Le dispositif réglementaire actuel en vigueur, objet de la loi n° 24-96 et de la pratique observée au Maroc, permet d’anticiper tout risque de verrouillage de l’accès aux infrastructures dites essentielles (pouvant entraîner un affaiblissement des acteurs par le biais de l’imposition de conditions de partage et d’accès aux infrastructures discriminatoires, inégales et non transparentes). Ce dispositif est complété par la loi n° 104-12 (risque d’abus de position dominante, risques d’entente ou de pratiques anticoncurrentielles…), auquel chaque personne concernée peut faire appel à l’ANRT en ce qui concerne le secteur des télécommunications, lit-on dans la décision.
L’ANRT considère que tout opérateur de télécommunications bénéficierait, au même titre que les sociétés sotifiantes, de l’avantage relatif à l’optimisation de déploiement. Le secteur des télécommunications est un secteur régulé. Ainsi, tous les comportements des différents intervenants sont encadrés et analysés et peuvent être, le cas échéant, sanctionnés, dans le cas d’abus ou de non-respect de la réglementation en vigueur, précise l’autorité de régulation dans sa décision.
La conclusion de l'ANRT
En conclusion de sa décision, l’ANRT s’est exprimée dans un premier temps sur la création de la FiberCo : elle souligne que cette opération ne soulève pas de préoccupations du point de vue de la concurrence quant à sa compatibilité avec le marché national en raison de potentiels effets horizontaux sur les marchés concernés. L’ANRT considère en plus que les engagements pris par les sociétés notifiantes, Maroc Telecom et Inwi, sont suffisants.
De même, l’ANRT considère que l’opération, bien qu’il existe des chevauchements verticaux entre l’activité de la FiberCo et celle d’IAM, ne soulève pas de préoccupations du point de vue de la concurrence quant à sa compatibilité avec le marché national en raison de potentiels effets verticaux sur les marchés concernés, indique la décision. Toujours pour la FiberCo, l'ANRT précise qu’il n’existe pas de risques prépondérants de dépendance économique à terme pour les futurs déploiements, dans la mesure où chaque opérateur garde la liberté d’investir sur l’ensemble du territoire national.
En ce qui concerne la TowerCo, l’ANRT indique également qu’il n’y a pas de préoccupation du point de vue de la concurrence quant à sa compatibilité avec les marchés concernés.
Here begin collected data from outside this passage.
//! Content context and lookup scopes for placeholder resolution

use serde::{Deserialize, Serialize};
use serde_json::Value;

use crate::placeholder::{Path, PathSegment};

/// Product and seller data placeholders are resolved against
#[derive(Debug, Clone, Default, PartialEq, Serialize, Deserialize)]
#[serde(default)]
pub struct ContentContext {
    pub content: Value,
    pub images: Vec<String>,
}

impl ContentContext {
    pub fn new(content: Value) -> Self {
        Self {
            content,
            images: Vec::new(),
        }
    }

    pub fn with_images<I, S>(mut self, images: I) -> Self
    where
        I: IntoIterator<Item = S>,
        S: Into<String>,
    {
        self.images = images.into_iter().map(Into::into).collect();
        self
    }

    /// Parse a bare content object
    pub fn from_json(json: &str) -> Result<Self, serde_json::Error> {
        Ok(Self::new(serde_json::from_str(json)?))
    }
}

/// Lookup scope: the content context plus the `item`/`index` bindings of
/// enclosing directive clones, innermost last
#[derive(Debug, Clone)]
pub struct ResolutionScope<'a> {
    ctx: &'a ContentContext,
    bindings: Vec<(Value, usize)>,
    id_suffix: String,
}

impl<'a> ResolutionScope<'a> {
    pub fn new(ctx: &'a ContentContext) -> Self {
        Self {
            ctx,
            bindings: Vec::new(),
            id_suffix: String::new(),
        }
    }

    /// Scope for clone `index` of a directive over `item`
    pub fn nested(&self, item: Value, index: usize) -> Self {
        let mut bindings = self.bindings.clone();
        bindings.push((item, index));
        Self {
            ctx: self.ctx,
            bindings,
            id_suffix: format!("{}-{}", self.id_suffix, index),
        }
    }

    /// Node id as it appears in this scope
    pub fn scoped_id(&self, id: &str) -> String {
        format!("{}{}", id, self.id_suffix)
    }

    pub fn lookup(&self, path: &Path) -> Option<Value> {
        let root = path.root()?;
        let rest = path.rest();
        match root {
            "content" => walk(&self.ctx.content, rest).cloned(),
            "images" => self.lookup_image(rest),
            "item" if !self.bindings.is_empty() => {
                let (item, _) = self.bindings.last()?;
                walk(item, rest).cloned()
            }
            "index" if !self.bindings.is_empty() => {
                let (_, index) = self.bindings.last()?;
                rest.is_empty().then(|| Value::from(*index))
            }
            _ => self
                .bindings
                .last()
                .and_then(|(item, _)| walk(item, path.segments()))
                .or_else(|| walk(&self.ctx.content, path.segments()))
                .cloned(),
        }
    }

    fn lookup_image(&self, rest: &[PathSegment]) -> Option<Value> {
        match rest {
            [] => Some(Value::from(self.ctx.images.clone())),
            [PathSegment::Index(n)] => self.ctx.images.get(*n).map(|s| Value::from(s.as_str())),
            _ => None,
        }
    }
}

fn walk<'v>(mut value: &'v Value, segments: &[PathSegment]) -> Option<&'v Value> {
    for segment in segments {
        value = match segment {
            PathSegment::Key(k) => value.as_object()?.get(k)?,
            PathSegment::Index(n) => value.as_array()?.get(*n)?,
        };
    }
    Some(value)
}

/// Text form of a looked-up value
pub fn stringify(value: &Value) -> String {
    match value {
        Value::String(s) => s.clone(),
        Value::Number(n) => n.to_string(),
        Value::Bool(b) => b.to_string(),
        Value::Null | Value::Array(_) | Value::Object(_) => String::new(),
    }
}

#[cfg(test)]
mod tests {
    use super::*;
    use crate::placeholder::parse_expr;
    use serde_json::json;

    fn path(s: &str) -> Path {
        parse_expr(s, 0).unwrap().path
    }

    fn ctx() -> ContentContext {
        ContentContext::new(json!({
            "basics": {"name": "Desk Lamp", "price": 49.5},
            "title": "from content",
            "features": [{"title": "Bright"}, {"title": "Dimmable"}]
        }))
        .with_images(["a.jpg", "b.jpg"])
    }

    #[test]
    fn test_content_and_images() {
        let ctx = ctx();
        let scope = ResolutionScope::new(&ctx);
        assert_eq!(scope.lookup(&path("content.basics.name")), Some(json!("Desk Lamp")));
        assert_eq!(scope.lookup(&path("content.features[1].title")), Some(json!("Dimmable")));
        assert_eq!(scope.lookup(&path("images[1]")), Some(json!("b.jpg")));
        assert_eq!(scope.lookup(&path("images[5]")), None);
        assert_eq!(scope.lookup(&path("content.missing.deep")), None);
    }

    #[test]
    fn test_item_scope_and_fallback_root() {
        let ctx = ctx();
        let scope = ResolutionScope::new(&ctx).nested(json!({"title": "Bright"}), 0);
        assert_eq!(scope.lookup(&path("item.title")), Some(json!("Bright")));
        assert_eq!(scope.lookup(&path("index")), Some(json!(0)));
        // bare roots try the item first, then content
        assert_eq!(scope.lookup(&path("title")), Some(json!("Bright")));
        assert_eq!(scope.lookup(&path("basics.name")), Some(json!("Desk Lamp")));
    }

    #[test]
    fn test_nested_ids() {
        let ctx = ctx();
        let inner = ResolutionScope::new(&ctx).nested(json!(1), 0).nested(json!(2), 1);
        assert_eq!(inner.scoped_id("item"), "item-0-1");
        assert_eq!(inner.lookup(&path("item")), Some(json!(2)));
    }

    #[test]
    fn test_stringify() {
        assert_eq!(stringify(&json!("x")), "x");
        assert_eq!(stringify(&json!(49.5)), "49.5");
        assert_eq!(stringify(&json!(3)), "3");
        assert_eq!(stringify(&json!(true)), "true");
        assert_eq!(stringify(&json!(null)), "");
        assert_eq!(stringify(&json!([1])), "");
    }
}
Un suivi rigoureux des activités de la TowerCo sera fait par l’ANRT.
Toujours dans ses conclusions, l’ANRT indique que ni la FiberCo ni la TowerCO ne peuvent avoir accès ou utiliser les systèmes d’information des sociétés notifiantes. Les éventuelles demandes de la FiberCo ou de la TowerCo doivent être traitées de façon identique aux processus appliqués par les maisons-mères aux autres opérateurs, précise la décision.
Pour les autorités marocaines, cette alliance stratégique constitue un levier central pour répondre aux besoins croissants en connectivité à très haut débit dans l’ensemble du territoire. Elle s’inscrit dans une perspective de transformation numérique à large échelle, visant à renforcer l’inclusion, améliorer la compétitivité des entreprises, moderniser les services publics et préparer les infrastructures du pays aux grands rendez-vous mondiaux.
Elle répond également à des standards internationaux, comme l’ont montré les modèles similaires de mutualisation mis en place récemment en Espagne, en Allemagne ou en Italie, où les FiberCos et TowerCos sont devenues des piliers structurants du secteur.